Swanswell welcomes the below-cost ban on alcohol but calls for wider measures

28 May 2014

Swanswell welcomes a new ban, implemented today, stopping the sale of alcohol below the cost of duty plus VAT. The ban prevents businesses from selling alcohol at heavily discounted prices and aims to reduce excessive alcohol consumption and its associated impact on alcohol-related crime and health harms.

The national recovery charity, which wants to achieve a society free from problem alcohol and drug misuse, supports the government’s below-cost ban on alcohol but calls for wider measures to be implemented to help tackle alcohol misuse. Swanswell believes the below-cost ban won’t be as effective as charging a minimum of 45p per unit of alcohol in reducing alcohol-related deaths and crime.

The University of Sheffield predict the below-cost ban will only reduce overall alcohol consumption by 0.04% (this equates to 0.3 units or less than half a pint of beer per drinker, per year). However, they predict the impact of a 45p minimum unit price would be around 40 to 50 times larger than the below-cost ban.

Debbie Bannigan, Swanswell’s Chief Executive, said:  ‘While it’s great to see the government taking steps to reduce the impact that alcohol is having on society, we still need to introduce a minimum unit price for alcohol.

‘Reports suggest that a below-cost ban is likely to only affect a small number of alcohol sales that are heavily discounted, so there will still be high-strength lagers and ciders available at low-cost, which misses the point of what a minimum unit price will achieve.

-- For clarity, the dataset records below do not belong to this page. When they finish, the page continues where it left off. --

//! Core data types shared by the split/merge and coverage engines.

use crate::error::{FragmentError, Result};
use rustc_hash::{FxHashMap, FxHashSet};
use std::fs::File;
use std::io::{BufRead, BufReader};
use std::path::Path;

/// A single ATAC-seq fragment: a half-open interval `[start, end)` on a
/// chromosome, tagged with a cell barcode and a duplicate count.
#[derive(Debug, Clone, PartialEq, Eq, Hash)]
pub struct FragmentRecord {
    pub chrom: String,
    pub start: i32,
    pub end: i32,
    pub barcode: String,
    pub count: i32,
}

impl FragmentRecord {
    pub fn new(
        chrom: impl Into<String>,
        start: i32,
        end: i32,
        barcode: impl Into<String>,
        count: i32,
    ) -> Self {
        Self {
            chrom: chrom.into(),
            start,
            end,
            barcode: barcode.into(),
            count,
        }
    }

    #[inline]
    pub fn len(&self) -> i32 {
        self.end - self.start
    }

    #[inline]
    pub fn is_empty(&self) -> bool {
        self.end <= self.start
    }
}

/// Ordered chromosome-name to size mapping. Order defines chromosome
/// emission order for every downstream operation. Unlike the BED-toolkit
/// `Genome` this is grounded on, a duplicate chromosome in the source file
/// is a hard [`FragmentError::DuplicateKey`], not a silent overwrite: the
/// split/merge pipeline uses chromosome order as a correctness invariant,
/// so a silently-reordered duplicate would corrupt shard naming.
#[derive(Debug, Clone, Default)]
pub struct ChromSizes {
    sizes: FxHashMap<String, u32>,
    order: Vec<String>,
}

impl ChromSizes {
    pub fn new() -> Self {
        Self::default()
    }

    /// Load from a tab-delimited `chrom\tsize` file. `#`-comments and blank
    /// lines are skipped. A duplicate chromosome name is a fatal error.
    pub fn from_file<P: AsRef<Path>>(path: P) -> Result<Self> {
        let path = path.as_ref();
        crate::error::require_exists(path)?;
        let file = File::open(path)?;
        let reader = BufReader::new(file);
        let mut out = Self::new();

        for (line_num, line_result) in reader.lines().enumerate() {
            let line = line_result?;
            let line = line.trim();
            if line.is_empty() || line.starts_with('#') {
                continue;
            }
            let mut fields = line.split('\t');
            let chrom = fields.next().ok_or_else(|| FragmentError::Parse {
                path: path.to_path_buf(),
                line: line_num + 1,
                message: "missing chromosome column".to_string(),
            })?;
            let size_str = fields.next().ok_or_else(|| FragmentError::Parse {
                path: path.to_path_buf(),
                line: line_num + 1,
                message: "missing size column".to_string(),
            })?;
            let size: u32 = size_str.parse().map_err(|_| FragmentError::Parse {
                path: path.to_path_buf(),
                line: line_num + 1,
                message: format!("invalid chromosome size: '{size_str}'"),
            })?;
            out.insert(chrom.to_string(), size)?;
        }
        Ok(out)
    }

    /// Insert a chromosome, erroring if it is already present.
    pub fn insert(&mut self, chrom: String, size: u32) -> Result<()> {
        if self.sizes.contains_key(&chrom) {
            return Err(FragmentError::DuplicateKey {
                kind: "chromosome",
                key: chrom,
            });
        }
        self.order.push(chrom.clone());
        self.sizes.insert(chrom, size);
        Ok(())
    }

    #[inline]
    pub fn chrom_size(&self, chrom: &str) -> Option<u32> {
        self.sizes.get(chrom).copied()
    }

    #[inline]
    pub fn has_chrom(&self, chrom: &str) -> bool {
        self.sizes.contains_key(chrom)
    }

    pub fn chromosomes(&self) -> impl Iterator<Item = &str> {
        self.order.iter().map(String::as_str)
    }

    pub fn len(&self) -> usize {
        self.order.len()
    }

    pub fn is_empty(&self) -> bool {
        self.order.is_empty()
    }
}

/// A set of cell barcodes, membership-tested per fragment.
pub type BarcodeSet = FxHashSet<String>;

/// Dense per-chromosome depth track. Transient: allocated, filled, then
/// compacted into [`RunSegment`]s and freed.
#[derive(Debug, Clone)]
pub struct DepthArray {
    pub chrom: String,
    pub depth: Vec<u32>,
}

impl DepthArray {
    pub fn zeroed(chrom: impl Into<String>, size: u32) -> Self {
        Self {
            chrom: chrom.into(),
            depth: vec![0u32; size as usize],
        }
    }
}

/// A compacted, non-zero run of constant depth.
#[derive(Debug, Clone, PartialEq)]
pub struct RunSegment {
    pub chrom: String,
    pub start: u32,
    pub end: u32,
    pub value: f32,
}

Research suggests a minimum unit price of 45p would see a reduction in 635 alcohol-related deaths per year, 23,700 hospital admissions and 34,200 crimes. The below-cost ban is estimated to see a reduction of 15 alcohol-related deaths per year, 500 hospital admissions and 900 crimes.

However, price is only one element that needs to be considered – promotion, place and the product itself should be investigated too, alongside better alcohol education and clearer information to help people make informed decisions about how much they’re drinking.

Ultimately, tackling alcohol misuse is not something that any government, organisation or individual can do on their own – we all have a part to play.’